Note: This post first appeared on Medium. Thanks to Matt Fields for editing assistance and my amazing wife Ruby Sinreich for so much support.
Towards the end of 2011, I closed Carrboro Creative Coworking. It was a third place. Not home, not work, but another place where we could come together, be creative, and get work done. A community within our greater community.
I started and ran Carrboro Creative Coworking as a business, but its purpose was to be more communal than a traditional business. I dared to combine the financial rigueur of business with the heart of a community organization. Sometimes I wonder whether I focused on the right part of that combination.
It’s now spring 2013, and I’m thinking more generally about Coworking: I might say, the philosophical concept of Coworking, instead of the individual coworking space. Specifically, what causes a Coworking space to succeed or fail. To me, it’s not just a mental exercise, but an investigation into how humans get along in small groups. Here’s something I found:
Sprawl kills Coworking and other similar community based “third places”.
I’m speaking not just of my own space, Carrboro Creative Coworking, but also of other third places, like TechShop Raleigh-Durham. While I have no inside information on the business side of TechShop, I know enough about running a business and fostering community to know what its challenges are.
This North Carolina location of the TechShop franchise was a place for people to use all kinds of equipment they may not be able to afford. Guests and members took safety courses and classes to use tools that ranged from basic wood tools to laser cutters and computer controlled milling machines. TechShop Raleigh-Durham closed April 20, 2013.
There are three reasons I think sprawl is bad for Coworking.
1) If we live in sprawl, we are not Neighbors: We are “Others”.
For example, the many towns and cities that make up the Triangle region of North Carolina are very spread out. We have several unique cultural identities based on historical reasons. This keeps us apart from each other physically, ideologically, and even spiritually on some level. No one really considers people in Raleigh neighbors with someone who lives in Chapel Hill. In sprawling areas, people can easily become the “Other” person who we can easily ignore. This is bad when you are trying to build a community between connected municipalities, if for no other reason than that you need a large quantity of people to support a “third place”.
2) When we are too spread out, we look out for ourselves first.
When you struggle to prosper your primary concerns are self and family. The struggle is so hard that there is little time to think of your neighbors. This selfishness has consequences. Our lack of concern for our fellow human increases the difficulty of our struggle, both in wealth generation and in happiness. Because we are social beings, collaboration is a prerequisite for success. Sprawl insidiously keeps us at arms length, just far away from each other to prevent a real intimacy that fosters collaboration and empathy.
3) Commuting reduces the amount of time we have to give to the community.

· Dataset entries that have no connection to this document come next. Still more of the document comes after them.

//! The shared register file: an ordered sequence of 64-bit words visible to
//! every worker.

use std::sync::atomic::{AtomicU64, Ordering};

/// Index of the distinguished read-only `zero` register. Writes to it are
/// silently discarded; reads always yield `0`.
pub const ZERO_REGISTER: usize = 0;

/// The shared register file.
///
/// Every register is backed by an [`AtomicU64`] — even registers the
/// schedule assigns a single writer still need atomic access, because
/// other workers read them across threads without any lock. Reads use
/// `Acquire` and writes use `Release`, which is sufficient for the
/// monotonic-counter rendezvous pattern (`WU`/`WLT` spinning on a register
/// another worker increments) and costs nothing extra for the
/// single-writer general-purpose case.
#[derive(Debug)]
pub struct RegisterFile {
    registers: Vec<AtomicU64>,
}

impl RegisterFile {
    /// Create a register file with `len` registers, all initialized to 0.
    /// Register 0 is the `zero` register.
    pub fn new(len: usize) -> Self {
        let mut registers = Vec::with_capacity(len);
        registers.resize_with(len, || AtomicU64::new(0));
        Self { registers }
    }

    pub fn len(&self) -> usize {
        self.registers.len()
    }

    pub fn is_empty(&self) -> bool {
        self.registers.is_empty()
    }

    /// Read register `index`. Panics if `index` is out of range — a
    /// compiler-emitted schedule referencing an out-of-range register is a
    /// programming error that [`crate::VirtualMachine::new`] rejects before
    /// any worker runs.
    pub fn read(&self, index: usize) -> u64 {
        self.registers[index].load(Ordering::Acquire)
    }

    /// Write `value` into register `index`. A write to [`ZERO_REGISTER`] is
    /// a documented no-op, not an error.
    pub fn write(&self, index: usize, value: u64) {
        if index == ZERO_REGISTER {
            return;
        }
        self.registers[index].store(value, Ordering::Release);
    }
}

#[cfg(test)]
mod tests {
    use super::*;

    #[test]
    fn zero_register_reads_zero() {
        let regs = RegisterFile::new(4);
        assert_eq!(regs.read(ZERO_REGISTER), 0);
    }

    #[test]
    fn writes_to_zero_are_ignored() {
        let regs = RegisterFile::new(4);
        regs.write(ZERO_REGISTER, 42);
        assert_eq!(regs.read(ZERO_REGISTER), 0);
    }

    #[test]
    fn addi_zero_zero_k_leaves_zero_at_zero() {
        // ADDI(zero, zero, k) computes zero + k then writes to zero, a no-op.
        let regs = RegisterFile::new(4);
        let result = regs.read(ZERO_REGISTER).wrapping_add(7);
        regs.write(ZERO_REGISTER, result);
        assert_eq!(regs.read(ZERO_REGISTER), 0);
    }

    #[test]
    fn ordinary_registers_roundtrip() {
        let regs = RegisterFile::new(4);
        regs.write(1, 99);
        assert_eq!(regs.read(1), 99);
    }
}
//! PRET-VM: a static, time-triggered scheduler virtual machine.
//!
//! A schedule compiler emits, per worker thread, a flat array of
//! [`instruction::Instruction`]s referencing a shared [`register::RegisterFile`].
//! At runtime each worker independently fetches, decodes, and executes its
//! own array against that shared state; [`vm::VirtualMachine`] is the
//! harness that owns the register file, the [`reaction::ReactionTable`], one
//! [`schedule::Schedule`] per worker, and the [`platform::Platform`]
//! implementation backing the clock and sleep primitives the `DU` opcode
//! needs.
//!
//! ```
//! use std::sync::Arc;
//! use pretvm::instruction::Instruction;
//! use pretvm::platform::StdPlatform;
//! use pretvm::reaction::ReactionTable;
//! use pretvm::schedule::Schedule;
//! use pretvm::config::VmConfig;
//! use pretvm::vm::VirtualMachine;
//!
//! let schedule = Schedule::new(vec![
//!     Instruction::Addi { dst: 1, src: 0, imm: 5 },
//!     Instruction::Addi { dst: 2, src: 0, imm: 7 },
//!     Instruction::Add { dst: 3, src1: 1, src2: 2 },
//!     Instruction::Stp,
//! ]);
//!
//! let vm = VirtualMachine::new(
//!     Arc::new(StdPlatform::new()),
//!     VmConfig::default(),
//!     8,
//!     ReactionTable::new(),
//!     vec![schedule],
//! ).expect("schedule references only in-range registers and reactions");
//!
//! vm.run().expect("no worker hit an unknown opcode or out-of-range pc");
//! assert_eq!(vm.registers().read(3), 12);
//! ```

pub mod config;
pub mod error;
pub mod instruction;
pub mod platform;
pub mod reaction;
pub mod register;
pub mod schedule;
pub mod tag;
pub mod time;
pub mod vm;
pub mod wire;

pub use error::{VmError, VmResult};
pub use vm::VirtualMachine;
//! VM-level errors.
//!
//! Saturating time arithmetic, branch fallthrough on a null operand, and
//! writes to the `zero` register are *not* represented here — they are
//! documented silent behaviors (spec.md §7), not failures. `VmError` is
//! reserved for the two things that actually abort a worker: a malformed
//! schedule, and a platform that fails to initialize.

use thiserror::Error;

#[derive(Debug, Error)]
pub enum VmError {
    #[error("worker {worker} encountered unknown opcode {opcode} at pc {pc}")]
    UnknownOpcode { worker: usize, opcode: u8, pc: usize },

    #[error("register index {index} out of range (file has {len} registers)")]
    RegisterOutOfRange { index: usize, len: usize },

    #[error("program counter {pc} out of range (schedule has {len} instructions)")]
    PcOutOfRange { pc: usize, len: usize },

    #[error("reaction id {id} out of range ({len} reactions registered)")]
    ReactionOutOfRange { id: usize, len: usize },

    #[error("malformed operand decoding instruction at pc {pc}: {reason}")]
    MalformedOperand { pc: usize, reason: String },

    #[error("platform initialization failed: {0}")]
    PlatformInit(String),
}

pub type VmResult<T> = Result<T, VmError>;
impl Entity {
    /// Creates an unattached entity.
    ///
    /// `device_name` is the composed device display name; the entity id is
    /// derived from the full display name once and then kept stable.
    pub fn new(
        dev_eui: &str,
        application_id: &str,
        device_name: &str,
        field: &str,
        label: &str,
        attributes: EntityAttributes,
        common: CommonAttributes,
    ) -> Self {
        let unique_id = unique_id(dev_eui, field);
        let display_name = format!("{} {}", device_name, label);
        let mut object_id = slugify(&display_name);
        if object_id.is_empty() {
            object_id = slugify(&unique_id);
        }
        Self {
            entity_id: format!("{}.{}", attributes.kind(), object_id),
            unique_id,
            display_name,
            dev_eui: dev_eui.to_string(),
            application_id: application_id.to_string(),
            field: field.to_string(),
            attributes,
            common,
            current: None,
            pending: None,
            sink: None,
        }
    }

    pub fn unique_id(&self) -> &str {
        &self.unique_id
    }

    pub fn entity_id(&self) -> &str {
        &self.entity_id
    }

    /// Part of the entity id after the domain.
    pub fn object_id(&self) -> &str {
        self.entity_id
            .split_once('.')
            .map(|(_, object)| object)
            .unwrap_or(&self.entity_id)
    }

    pub fn display_name(&self) -> &str {
        &self.display_name
    }

    pub fn dev_eui(&self) -> &str {
        &self.dev_eui
    }

    pub fn field(&self) -> &str {
        &self.field
    }

    pub fn kind(&self) -> EntityKind {
        self.attributes.kind()
    }

    pub fn attributes(&self) -> &EntityAttributes {
        &self.attributes
    }

    pub fn common(&self) -> &CommonAttributes {
        &self.common
    }

    pub fn current(&self) -> Option<&EntityValue> {
        self.current.as_ref()
    }

    pub fn pending(&self) -> Option<&EntityValue> {
        self.pending.as_ref()
    }

    pub fn is_attached(&self) -> bool {
        self.sink.is_some()
    }

    /// Applies a re-sighted descriptor. Identity and entity id stay as they are.
    pub fn refresh(
        &mut self,
        device_name: &str,
        label: &str,
        application_id: &str,
        attributes: EntityAttributes,
        common: CommonAttributes,
    ) {
        self.display_name = format!("{} {}", device_name, label);
        self.application_id = application_id.to_string();
        self.attributes = attributes;
        self.common = common;
    }

    /// Stores a new value. Returns `false` when it was buffered as pending.
    pub fn update_value(&mut self, value: EntityValue) -> bool {
        self.current = Some(value.clone());
        match &self.sink {
            Some(sink) => {
                sink.write_state(&self.unique_id, &self.entity_id, &value);
                true
            }
            None => {
                self.pending = Some(value);
                false
            }
        }
    }

    /// Attaches the host sink and flushes the pending value, if any.
    ///
    /// Returns whether a pending value was flushed.
    pub fn attach(&mut self, sink: Arc<dyn StateSink>) -> bool {
        let flushed = match self.pending.take() {
            Some(value) => {
                sink.write_state(&self.unique_id, &self.entity_id, &value);
                true
            }
            None => false,
        };
        self.sink = Some(sink);
        flushed
    }

    /// Validates a host action, updates local state, and builds the downlink.
    pub fn apply_command(
        &mut self,
        action: CommandAction,
        topic_template: &str,
    ) -> Result<DownlinkRequest, CommandError> {
        let (payload, state) = match (&self.attributes, &action) {
            (EntityAttributes::Button, CommandAction::Press) => (press_payload(&self.field), None),
            (EntityAttributes::Number { min, max, .. }, CommandAction::SetValue(value)) => {
                if !value.is_finite() || value < min || value > max {
                    return Err(CommandError::OutOfRange {
                        value: *value,
                        min: *min,
                        max: *max,
                    });
                }
                (
                    templated_payload(&self.field, &json_number(*value)),
                    Some(EntityValue::Number(*value)),
                )
            }
            (EntityAttributes::Select { options }, CommandAction::SelectOption(option)) => {
                if !options.contains(option) {
                    return Err(CommandError::InvalidOption {
                        option: option.clone(),
                        options: options.clone(),
                    });
                }
                (
                    templated_payload(&self.field, &Value::String(option.clone())),
                    Some(EntityValue::Select(option.clone())),
                )
            }
            (EntityAttributes::Switch, CommandAction::TurnOn) => (
                switch_payload(&self.field, true),
                Some(EntityValue::Switch(true)),
            ),
            (EntityAttributes::Switch, CommandAction::TurnOff) => (
                switch_payload(&self.field, false),
                Some(EntityValue::Switch(false)),
            ),
            (EntityAttributes::Text { max_length }, CommandAction::SetText(text)) => {
                let len = text.chars().count();
                if len > *max_length as usize {
                    return Err(CommandError::TooLong {
                        len,
                        max: *max_length,
                    });
                }
                (
                    templated_payload(&self.field, &Value::String(text.clone())),
                    Some(EntityValue::Text(text.clone())),
                )
            }
            _ => {
                return Err(CommandError::NotSupported {
                    unique_id: self.unique_id.clone(),
                    kind: self.kind(),
                    action: action.name(),
                })
            }
        };

        if let Some(state) = state {
            self.update_value(state);
        }

        Ok(DownlinkRequest {
            dev_eui: self.dev_eui.clone(),
            application_id: self.application_id.clone(),
            unique_id: self.unique_id.clone(),
            topic: render_topic(topic_template, &self.application_id, &self.dev_eui),
            payload,
        })
    }

    pub fn snapshot(&self) -> EntitySnapshot {
        EntitySnapshot {
            unique_id: self.unique_id.clone(),
            entity_id: self.entity_id.clone(),
            display_name: self.display_name.clone(),
            dev_eui: self.dev_eui.clone(),
            field: self.field.clone(),
            kind: self.kind(),
            attributes: self.attributes.clone(),
            current: self.current.clone(),
            pending: self.pending.clone(),
            attached: self.is_attached(),
        }
    }
}
//! ChirpStack to Home Assistant bridge engine.
//!
//! ## Architecture
//!
//! - **uplink**: decodes a transport message into an [`UplinkEvent`]
//! - **discovery**: builds sensor and command descriptors from the event's discovery section
//! - **publisher**: announces descriptors once per distinct discovery set
//! - **registry**: per-kind entity registries fed through callback buses
//! - **telemetry**: backfills embedded history into the time-series backend
//! - **service**: wires the above behind [`BridgeService::handle_message`]
//!
//! The MQTT transport lives in [`adapters::mqtt`].

pub mod adapters;
pub mod discovery;
pub mod downlink;
pub mod entity;
pub mod hass_discovery;
pub mod publisher;
pub mod registry;
pub mod service;
pub mod telemetry;
pub mod uplink;

pub use discovery::{
    build_discovery, infer_device_class, infer_unit, normalize_unit, CommandDescriptor,
    CommandType, DataQualityWarning, DiscoveryModel, DiscoverySet, SensorDescriptor,
};
pub use downlink::{DownlinkError, DownlinkRequest, DownlinkSink, LoggingDownlinkSink};
pub use entity::{
    CommandAction, CommandError, Entity, EntityAttributes, EntityKind, EntitySnapshot,
    EntityValue, StateSink,
};
pub use hass_discovery::{DiscoveryAnnouncement, HassDeviceInfo, HassEntityConfig};
pub use publisher::{
    DiscoveryFingerprint, DiscoveryPublisher, DiscoveryTransport, PublishError, PublishOutcome,
    RecordingTransport,
};
pub use registry::{CallbackBus, EntityHost, EntityRegistry, EventBusHost, EventSubscriber};
pub use service::{BridgeService, IntegrationState, MessageOutcome, ServiceStats};
pub use telemetry::{EntityFilter, ReconcileReport, ReconcileTarget, Reconciler, SkipReason};
pub use uplink::{decode, DecodeError, HistorySample, UplinkEvent};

Because we live relatively far away from each other, it is time consuming and expensive to commute to other places to commune with our neighbors. While you’d think there would be enough people in each individual Town or City combined to support a “third place”, like a TechShop, the numbers don’t prove that to be the case. The costs of maintaining the “third place” are now greater than the revenue generated from people willing to travel to be with others. The biggest costs being real estate and payroll.
In the example of Carrboro Creative Coworking, I determined that the maximum distance most people were willing to travel one way to cowork was twenty miles. That may not sound like much, but in the Triangle area it’s about the distance from eastern parts of the City of Durham to the Town of Carrboro. That area includes a lot of people but leaves out at least 1.1 million people who live in the Raleigh Metropolitan Statistical Area, which includes Cary.
I discovered this distance by plotting the location of survey participants on a map. These were people who said they like the idea of coworking. It showed a good number of people: enough to give me confidence that there were potentially enough customers to support a coworking business. But the number of people who actually drove a round-trip 40 miles and spent money to cowork was much less. In reality, very view people traveled from Durham or Raleigh to cowork in Carrboro. The majority of Carrboro Creative Coworking’s customers lived in Chapel Hill and Carrboro.
For a “third place” to succeed, it requires that we know our neighbors, or at least feel some connection with them. We must be connected to one another so we believe our neighbors are our family. I believe this will occur when the Raleigh, Durham, Chapel Hill/Carrboro Region has more dense and connected communities. Walking, biking, and ubiquitous public transit to “third places” must be possible for coworking to thrive.
I agree completely with this sentiment: “For a ‘third place’ to succeed, it requires that we know our neighbors, or at least feel some connection with them.”
Churches and other similar community centers seem to thrive in urban/sprawling regions. How do you think they tackle these challenges in ways that many coworking spaces aren’t?
Very good question Alex.
Many churches in suburbs have giant parking lots and use Hell as a motivator… Coworking, to me, is inherently about positive self improvement as motivation and sustainable transportation modes.
Large numbers of people driving to church every Sunday isn’t ecologically sustainable. Maybe my vision of a transit oriented coworking space is too ahead of its time in a suburban and exurban environment. It could be Coworking may not thrive in suburbs until those places become more urban.